Elle avait des lunettes noires, ce jour là. Elle avait pleuré, mais pas le droit de savoir pourquoi. Mystère. Mystère. Avec E., on supputait. Sentait pas bon, ce mystère. Y avait personne qui la consolait. Comme si elle l’avait bien cherché, comme si elle avait fait une bêtise, et une sacrément grosse en plus, genre un gros péché samer, alors hein. Viens pas te plaindre, viens pas chouiner. Faisaient semblant de pas voir les larmes, tous. C’est rien, ça va passer, poussière dans l’oeil, le temps d’expier. Et puis elle était pas très sympa, cette femme. Belle, très, mais détestable. Sévère. Mauvaise. Pas le genre qu’on a envie de câjoler, voyez. Plutôt le genre qu’on fuit, quand on est enfant. E. disait qu’elle pleurait à cause de son amoureux, sans doute, ou plutôt parce qu’elle n’en avait pas, justement, et que bientôt elle ne pourrait plus avoir de bébé, trop vieille, tu comprends, c’est triste, quand même. Han. On nous servait la même soupe. Les mêmes légendes imbéciles. La vérité, c’est qu’elle aimait un homme marié. A la folie, totalement, et ce jour là il lui avait dit qu’il ne pouvait pas se passer d’elle, ah ça non, mais qu’il ne quitterait pas sa femme, pour autant. La vérité, c’est qu’après avoir pleuré, l’histoire a continué, et duré vingt années. La vérité, c’est qu’on lui a toujours nié son grand amour, sous couvert d’immoralité. Le droit d’aimer, et d’être aimée en secret. Le droit de souffrir, et de le dire. Le droit de renoncer à la maternité, le droit de jouir, le droit d’être une femme de plaisirs. La vérité, c’est qu’on nous a abusées.

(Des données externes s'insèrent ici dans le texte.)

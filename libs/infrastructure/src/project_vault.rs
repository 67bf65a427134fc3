//! # ProjectVault — アーティファクト保管庫
//!
//! `data_dir` 配下のオンディスク・レイアウトを一元管理する。
//!
//! ```text
//! data/
//!   projects/<task_id>/          剧本スナップショット・画像・成果物
//!   projects/<task_id>/images/   ショット画像 (shot_001.png ...)
//!   assets/bgm/                  BGM 素材
//! ```

use loom_core::error::LoomError;
use serde::Serialize;
use std::path::{Path, PathBuf};
use tracing::warn;

#[derive(Clone)]
pub struct ProjectVault {
    data_dir: PathBuf,
}

impl ProjectVault {
    pub fn new(data_dir: impl Into<PathBuf>) -> Self {
        Self {
            data_dir: data_dir.into(),
        }
    }

    pub fn project_dir(&self, task_id: &str) -> PathBuf {
        self.data_dir.join("projects").join(task_id)
    }

    pub fn images_dir(&self, task_id: &str) -> PathBuf {
        self.project_dir(task_id).join("images")
    }

    /// プロジェクトディレクトリ (images/ 含む) を作成する
    pub async fn ensure_project(&self, task_id: &str) -> Result<PathBuf, LoomError> {
        let dir = self.project_dir(task_id);
        tokio::fs::create_dir_all(self.images_dir(task_id))
            .await
            .map_err(|e| LoomError::Storage {
                reason: format!("Failed to create project directory {}: {}", dir.display(), e),
            })?;
        Ok(dir)
    }

    /// タスクの全アーティファクトを削除する。存在しなければ何もしない。
    pub async fn remove_project(&self, task_id: &str) -> Result<(), LoomError> {
        let dir = self.project_dir(task_id);
        if !dir.exists() {
            return Ok(());
        }
        tokio::fs::remove_dir_all(&dir)
            .await
            .map_err(|e| LoomError::Storage {
                reason: format!("Failed to remove project directory {}: {}", dir.display(), e),
            })
    }

    /// JSON スナップショットを整形保存する。失敗は呼び出し側で warn に留めてよい。
    pub async fn save_json<T: Serialize>(&self, path: &Path, value: &T) -> Result<(), LoomError> {
        let body = serde_json::to_vec_pretty(value).map_err(|e| LoomError::Storage {
            reason: format!("Failed to serialize snapshot: {e}"),
        })?;
        tokio::fs::write(path, body)
            .await
            .map_err(|e| LoomError::Storage {
                reason: format!("Failed to write {}: {}", path.display(), e),
            })
    }

    pub async fn file_size(&self, path: &Path) -> u64 {
        match tokio::fs::metadata(path).await {
            Ok(meta) => meta.len(),
            Err(e) => {
                warn!("📦 ProjectVault: Failed to stat {}: {}", path.display(), e);
                0
            }
        }
    }

    /// BGM 名を assets/bgm/ 配下の実ファイルに解決する。無ければ None。
    pub fn resolve_bgm(&self, name: &str) -> Option<PathBuf> {
        if name.is_empty() {
            return None;
        }
        let path = self.data_dir.join("assets").join("bgm").join(name);
        if path.exists() {
            Some(path)
        } else {
            warn!("📦 ProjectVault: BGM not found, rendering without audio: {}", path.display());
            None
        }
    }
}

#[cfg(test)]
mod tests {
    use super::*;

    #[tokio::test]
    async fn test_ensure_and_remove_project() {
        let tmp = tempfile::TempDir::new().unwrap();
        let vault = ProjectVault::new(tmp.path());

        let dir = vault.ensure_project("t-1").await.unwrap();
        assert!(dir.ends_with("projects/t-1"));
        assert!(vault.images_dir("t-1").exists());

        vault.remove_project("t-1").await.unwrap();
        assert!(!dir.exists());

        // 既に消えているプロジェクトの削除は no-op
        vault.remove_project("t-1").await.unwrap();
    }

    #[tokio::test]
    async fn test_save_json_and_file_size() {
        let tmp = tempfile::TempDir::new().unwrap();
        let vault = ProjectVault::new(tmp.path());
        vault.ensure_project("t-2").await.unwrap();

        let path = vault.project_dir("t-2").join("parsed.json");
        vault
            .save_json(&path, &serde_json::json!({"scenes": []}))
            .await
            .unwrap();
        assert!(vault.file_size(&path).await > 0);
        assert_eq!(vault.file_size(Path::new("/nonexistent")).await, 0);
    }

    #[tokio::test]
    async fn test_resolve_bgm() {
        let tmp = tempfile::TempDir::new().unwrap();
        let vault = ProjectVault::new(tmp.path());

        assert!(vault.resolve_bgm("").is_none());
        assert!(vault.resolve_bgm("missing.mp3").is_none());

        let bgm_dir = tmp.path().join("assets").join("bgm");
        std::fs::create_dir_all(&bgm_dir).unwrap();
        std::fs::write(bgm_dir.join("calm.mp3"), b"riff").unwrap();
        assert!(vault.resolve_bgm("calm.mp3").is_some());
    }
}
//! # Infrastructure — I/O実装層
//!
//! `core` で定義されたトレイトの具体実装を提供する。
//! LLM、Stable Diffusion、文生視頻 API、FFmpeg 等の外部サービスとの
//! 通信と、タスクレジストリ・アーティファクト保管を担当。

pub mod image_atelier;
pub mod media_forge;
pub mod project_vault;
pub mod script_scribe;
pub mod task_registry;
pub mod veo_relay;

A son sujet. Et concernant les autres, aussi. Celle qui a avorté, plusieurs fois, d’un homme qui vivait avec une autre, lui aussi. Celui qui aimait les garçons, et qui a été emporté par le hérisson. Celle qui vit avec une fille, mais ça n’a jamais été dit, celle qui papillonne d’hommes en hommes, parce qu’elle se préfère libre et baroudeuse, celle qu’on a marié de force, et puis planqué l’enfant jusqu’au terme du délai légal, et tout le barnum.
Anyway. Tout ça pour dire que ça y est, je crois.
I am over tout ça.
J’aime où je veux, qui je veux, et tout à la fois. Et je me laisse aimer, tout simplement, sans plus me demander pourquoi.
Après tout.
C’est pas mon problème, n’est-ce pas.